Exercise directions –
Every line below should be set down exactly as it appears.

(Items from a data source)
##########

//! Fill colors and the segment palette.

use crate::error::ConfigError;
use crate::segment::SEGMENTS;

#[cfg(feature = "serde")]
use serde::{Deserialize, Serialize};

/// An sRGB color with alpha (0-1 range per channel).
#[derive(Debug, Clone, Copy, PartialEq)]
#[cfg_attr(feature = "serde", derive(Serialize, Deserialize))]
pub struct Rgba {
    /// Red channel (0-1).
    pub r: f32,
    /// Green channel (0-1).
    pub g: f32,
    /// Blue channel (0-1).
    pub b: f32,
    /// Alpha channel (0-1).
    pub a: f32,
}

impl Rgba {
    /// Opaque black.
    pub const BLACK: Self = Self::new(0.0, 0.0, 0.0, 1.0);
    /// Opaque white.
    pub const WHITE: Self = Self::new(1.0, 1.0, 1.0, 1.0);

    /// The default checked-state accent (iOS system green, `#34C759`).
    pub const ACCENT_GREEN: Self = Self::new(52.0 / 255.0, 199.0 / 255.0, 89.0 / 255.0, 1.0);
    /// The default unchecked border gray (iOS system gray 2, `#AEAEB2`).
    pub const BORDER_GRAY: Self = Self::new(174.0 / 255.0, 174.0 / 255.0, 178.0 / 255.0, 1.0);

    /// Creates a new color.
    pub const fn new(r: f32, g: f32, b: f32, a: f32) -> Self {
        Self { r, g, b, a }
    }

    /// Creates an opaque color from 8-bit channels.
    pub fn from_u8(r: u8, g: u8, b: u8) -> Self {
        Self::new(r as f32 / 255.0, g as f32 / 255.0, b as f32 / 255.0, 1.0)
    }

    /// Creates an opaque color from a hex code (e.g. `0x34C759`).
    pub fn from_hex(hex: u32) -> Self {
        Self::from_u8(
            ((hex >> 16) & 0xFF) as u8,
            ((hex >> 8) & 0xFF) as u8,
            (hex & 0xFF) as u8,
        )
    }

    /// Linearly interpolates toward `other` by factor `t`.
    pub fn lerp(self, other: Self, t: f32) -> Self {
        Self::new(
            self.r + (other.r - self.r) * t,
            self.g + (other.g - self.g) * t,
            self.b + (other.b - self.b) * t,
            self.a + (other.a - self.a) * t,
        )
    }
}

/// An ordered set of border colors assigned round-robin across segments.
///
/// Six segments split evenly only under 1, 2, 3, or 6 colors, so any other
/// length is rejected up front. Deserialization runs the same validation, so
/// a decoded palette is as trustworthy as a constructed one.
#[derive(Debug, Clone, PartialEq)]
#[cfg_attr(
    feature = "serde",
    derive(Serialize, Deserialize),
    serde(try_from = "RawPalette")
)]
pub struct Palette {
    colors: Vec<Rgba>,
}

/// Unvalidated wire form of [`Palette`].
#[cfg(feature = "serde")]
#[derive(Deserialize)]
struct RawPalette {
    colors: Vec<Rgba>,
}

#[cfg(feature = "serde")]
impl TryFrom<RawPalette> for Palette {
    type Error = ConfigError;

    fn try_from(raw: RawPalette) -> Result<Self, ConfigError> {
        Palette::new(raw.colors)
    }
}

impl Palette {
    /// Creates a palette, validating that its length divides the segment
    /// count.
    pub fn new(colors: Vec<Rgba>) -> Result<Self, ConfigError> {
        if colors.is_empty() {
            return Err(ConfigError::EmptyPalette);
        }
        if SEGMENTS % colors.len() != 0 {
            return Err(ConfigError::PaletteSize {
                len: colors.len(),
                segments: SEGMENTS,
            });
        }
        Ok(Self { colors })
    }

    /// Creates a single-color palette.
    pub fn solid(color: Rgba) -> Self {
        Self {
            colors: vec![color],
        }
    }

    /// Returns the colors in order.
    pub fn colors(&self) -> &[Rgba] {
        &self.colors
    }

    /// Returns the border color for a segment index.
    ///
    /// Consecutive runs of `SEGMENTS / len` segments share each color.
    pub fn color_for(&self, segment: usize) -> Rgba {
        assert!(segment < SEGMENTS, "segment index {segment} out of range");
        self.colors[segment / (SEGMENTS / self.colors.len())]
    }
}

impl Default for Palette {
    /// A single system-gray border, the original checkbox's default.
    fn default() -> Self {
        Self::solid(Rgba::BORDER_GRAY)
    }
}

#[cfg(test)]
mod tests {
    use super::*;

    #[test]
    fn test_from_hex_matches_from_u8() {
        assert_eq!(Rgba::from_hex(0x34C759), Rgba::from_u8(0x34, 0xC7, 0x59));
    }

    #[test]
    fn test_lerp_midpoint() {
        let mid = Rgba::BLACK.lerp(Rgba::WHITE, 0.5);
        assert!((mid.r - 0.5).abs() < 1e-6);
        assert!((mid.a - 1.0).abs() < 1e-6);
    }

    #[test]
    fn test_palette_round_robin_three_colors() {
        let a = Rgba::from_hex(0xFF0000);
        let b = Rgba::from_hex(0x00FF00);
        let c = Rgba::from_hex(0x0000FF);
        let palette = Palette::new(vec![a, b, c]).unwrap();

        assert_eq!(palette.color_for(0), a);
        assert_eq!(palette.color_for(1), a);
        assert_eq!(palette.color_for(2), b);
        assert_eq!(palette.color_for(3), b);
        assert_eq!(palette.color_for(4), c);
        assert_eq!(palette.color_for(5), c);
    }

    #[test]
    fn test_palette_valid_lengths() {
        for len in [1, 2, 3, 6] {
            assert!(Palette::new(vec![Rgba::BLACK; len]).is_ok(), "len {len}");
        }
    }

    #[test]
    fn test_palette_invalid_lengths_rejected() {
        for len in [4, 5, 7] {
            assert_eq!(
                Palette::new(vec![Rgba::BLACK; len]),
                Err(ConfigError::PaletteSize { len, segments: 6 }),
                "len {len}"
            );
        }
        assert_eq!(Palette::new(vec![]), Err(ConfigError::EmptyPalette));
    }

    #[test]
    #[should_panic(expected = "out of range")]
    fn test_color_for_out_of_range_panics() {
        Palette::default().color_for(6);
    }

    #[cfg(feature = "serde")]
    mod serde_tests {
        use super::*;

        fn palette_json(len: usize) -> String {
            let color = r#"{"r":0.5,"g":0.5,"b":0.5,"a":1.0}"#;
            format!(r#"{{"colors":[{}]}}"#, vec![color; len].join(","))
        }

        #[test]
        fn test_deserialize_round_trip() {
            let palette = Palette::new(vec![Rgba::BLACK, Rgba::WHITE]).unwrap();
            let json = serde_json::to_string(&palette).unwrap();
            let back: Palette = serde_json::from_str(&json).unwrap();
            assert_eq!(back, palette);
        }

        #[test]
        fn test_deserialize_rejects_invalid_length() {
            // Decoding runs the constructor's divisibility check, so a
            // 4-color palette fails here instead of panicking later in
            // color_for.
            let err = serde_json::from_str::<Palette>(&palette_json(4)).unwrap_err();
            assert!(err.to_string().contains("cannot split"), "{err}");

            let decoded: Palette = serde_json::from_str(&palette_json(3)).unwrap();
            assert_eq!(decoded.colors().len(), 3);
            let _ = decoded.color_for(5);
        }
    }
}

##########

Answer for the task –
//! Fill colors and the segment palette.

use crate::error::ConfigError;
use crate::segment::SEGMENTS;

#[cfg(feature = "serde")]
use serde::{Deserialize, Serialize};

/// An sRGB color with alpha (0-1 range per channel).
#[derive(Debug, Clone, Copy, PartialEq)]
#[cfg_attr(feature = "serde", derive(Serialize, Deserialize))]
pub struct Rgba {
    /// Red channel (0-1).
    pub r: f32,
    /// Green channel (0-1).
    pub g: f32,
    /// Blue channel (0-1).
    pub b: f32,
    /// Alpha channel (0-1).
    pub a: f32,
}

impl Rgba {
    /// Opaque black.
    pub const BLACK: Self = Self::new(0.0, 0.0, 0.0, 1.0);
    /// Opaque white.
    pub const WHITE: Self = Self::new(1.0, 1.0, 1.0, 1.0);

    /// The default checked-state accent (iOS system green, `#34C759`).
    pub const ACCENT_GREEN: Self = Self::new(52.0 / 255.0, 199.0 / 255.0, 89.0 / 255.0, 1.0);
    /// The default unchecked border gray (iOS system gray 2, `#AEAEB2`).
    pub const BORDER_GRAY: Self = Self::new(174.0 / 255.0, 174.0 / 255.0, 178.0 / 255.0, 1.0);

    /// Creates a new color.
    pub const fn new(r: f32, g: f32, b: f32, a: f32) -> Self {
        Self { r, g, b, a }
    }

    /// Creates an opaque color from 8-bit channels.
    pub fn from_u8(r: u8, g: u8, b: u8) -> Self {
        Self::new(r as f32 / 255.0, g as f32 / 255.0, b as f32 / 255.0, 1.0)
    }

    /// Creates an opaque color from a hex code (e.g. `0x34C759`).
    pub fn from_hex(hex: u32) -> Self {
        Self::from_u8(
            ((hex >> 16) & 0xFF) as u8,
            ((hex >> 8) & 0xFF) as u8,
            (hex & 0xFF) as u8,
        )
    }

    /// Linearly interpolates toward `other` by factor `t`.
    pub fn lerp(self, other: Self, t: f32) -> Self {
        Self::new(
            self.r + (other.r - self.r) * t,
            self.g + (other.g - self.g) * t,
            self.b + (other.b - self.b) * t,
            self.a + (other.a - self.a) * t,
        )
    }
}

/// An ordered set of border colors assigned round-robin across segments.
///
/// Six segments split evenly only under 1, 2, 3, or 6 colors, so any other
/// length is rejected up front. Deserialization runs the same validation, so
/// a decoded palette is as trustworthy as a constructed one.
#[derive(Debug, Clone, PartialEq)]
#[cfg_attr(
    feature = "serde",
    derive(Serialize, Deserialize),
    serde(try_from = "RawPalette")
)]
pub struct Palette {
    colors: Vec<Rgba>,
}

/// Unvalidated wire form of [`Palette`].
#[cfg(feature = "serde")]
#[derive(Deserialize)]
struct RawPalette {
    colors: Vec<Rgba>,
}

#[cfg(feature = "serde")]
impl TryFrom<RawPalette> for Palette {
    type Error = ConfigError;

    fn try_from(raw: RawPalette) -> Result<Self, ConfigError> {
        Palette::new(raw.colors)
    }
}

impl Palette {
    /// Creates a palette, validating that its length divides the segment
    /// count.
    pub fn new(colors: Vec<Rgba>) -> Result<Self, ConfigError> {
        if colors.is_empty() {
            return Err(ConfigError::EmptyPalette);
        }
        if SEGMENTS % colors.len() != 0 {
            return Err(ConfigError::PaletteSize {
                len: colors.len(),
                segments: SEGMENTS,
            });
        }
        Ok(Self { colors })
    }

    /// Creates a single-color palette.
    pub fn solid(color: Rgba) -> Self {
        Self {
            colors: vec![color],
        }
    }

    /// Returns the colors in order.
    pub fn colors(&self) -> &[Rgba] {
        &self.colors
    }

    /// Returns the border color for a segment index.
    ///
    /// Consecutive runs of `SEGMENTS / len` segments share each color.
    pub fn color_for(&self, segment: usize) -> Rgba {
        assert!(segment < SEGMENTS, "segment index {segment} out of range");
        self.colors[segment / (SEGMENTS / self.colors.len())]
    }
}

impl Default for Palette {
    /// A single system-gray border, the original checkbox's default.
    fn default() -> Self {
        Self::solid(Rgba::BORDER_GRAY)
    }
}

#[cfg(test)]
mod tests {
    use super::*;

    #[test]
    fn test_from_hex_matches_from_u8() {
        assert_eq!(Rgba::from_hex(0x34C759), Rgba::from_u8(0x34, 0xC7, 0x59));
    }

    #[test]
    fn test_lerp_midpoint() {
        let mid = Rgba::BLACK.lerp(Rgba::WHITE, 0.5);
        assert!((mid.r - 0.5).abs() < 1e-6);
        assert!((mid.a - 1.0).abs() < 1e-6);
    }

    #[test]
    fn test_palette_round_robin_three_colors() {
        let a = Rgba::from_hex(0xFF0000);
        let b = Rgba::from_hex(0x00FF00);
        let c = Rgba::from_hex(0x0000FF);
        let palette = Palette::new(vec![a, b, c]).unwrap();

        assert_eq!(palette.color_for(0), a);
        assert_eq!(palette.color_for(1), a);
        assert_eq!(palette.color_for(2), b);
        assert_eq!(palette.color_for(3), b);
        assert_eq!(palette.color_for(4), c);
        assert_eq!(palette.color_for(5), c);
    }

    #[test]
    fn test_palette_valid_lengths() {
        for len in [1, 2, 3, 6] {
            assert!(Palette::new(vec![Rgba::BLACK; len]).is_ok(), "len {len}");
        }
    }

    #[test]
    fn test_palette_invalid_lengths_rejected() {
        for len in [4, 5, 7] {
            assert_eq!(
                Palette::new(vec![Rgba::BLACK; len]),
                Err(ConfigError::PaletteSize { len, segments: 6 }),
                "len {len}"
            );
        }
        assert_eq!(Palette::new(vec![]), Err(ConfigError::EmptyPalette));
    }

    #[test]
    #[should_panic(expected = "out of range")]
    fn test_color_for_out_of_range_panics() {
        Palette::default().color_for(6);
    }

    #[cfg(feature = "serde")]
    mod serde_tests {
        use super::*;

        fn palette_json(len: usize) -> String {
            let color = r#"{"r":0.5,"g":0.5,"b":0.5,"a":1.0}"#;
            format!(r#"{{"colors":[{}]}}"#, vec![color; len].join(","))
        }

        #[test]
        fn test_deserialize_round_trip() {
            let palette = Palette::new(vec![Rgba::BLACK, Rgba::WHITE]).unwrap();
            let json = serde_json::to_string(&palette).unwrap();
            let back: Palette = serde_json::from_str(&json).unwrap();
            assert_eq!(back, palette);
        }

        #[test]
        fn test_deserialize_rejects_invalid_length() {
            // Decoding runs the constructor's divisibility check, so a
            // 4-color palette fails here instead of panicking later in
            // color_for.
            let err = serde_json::from_str::<Palette>(&palette_json(4)).unwrap_err();
            assert!(err.to_string().contains("cannot split"), "{err}");

            let decoded: Palette = serde_json::from_str(&palette_json(3)).unwrap();
            assert_eq!(decoded.colors().len(), 3);
            let _ = decoded.color_for(5);
        }
    }
}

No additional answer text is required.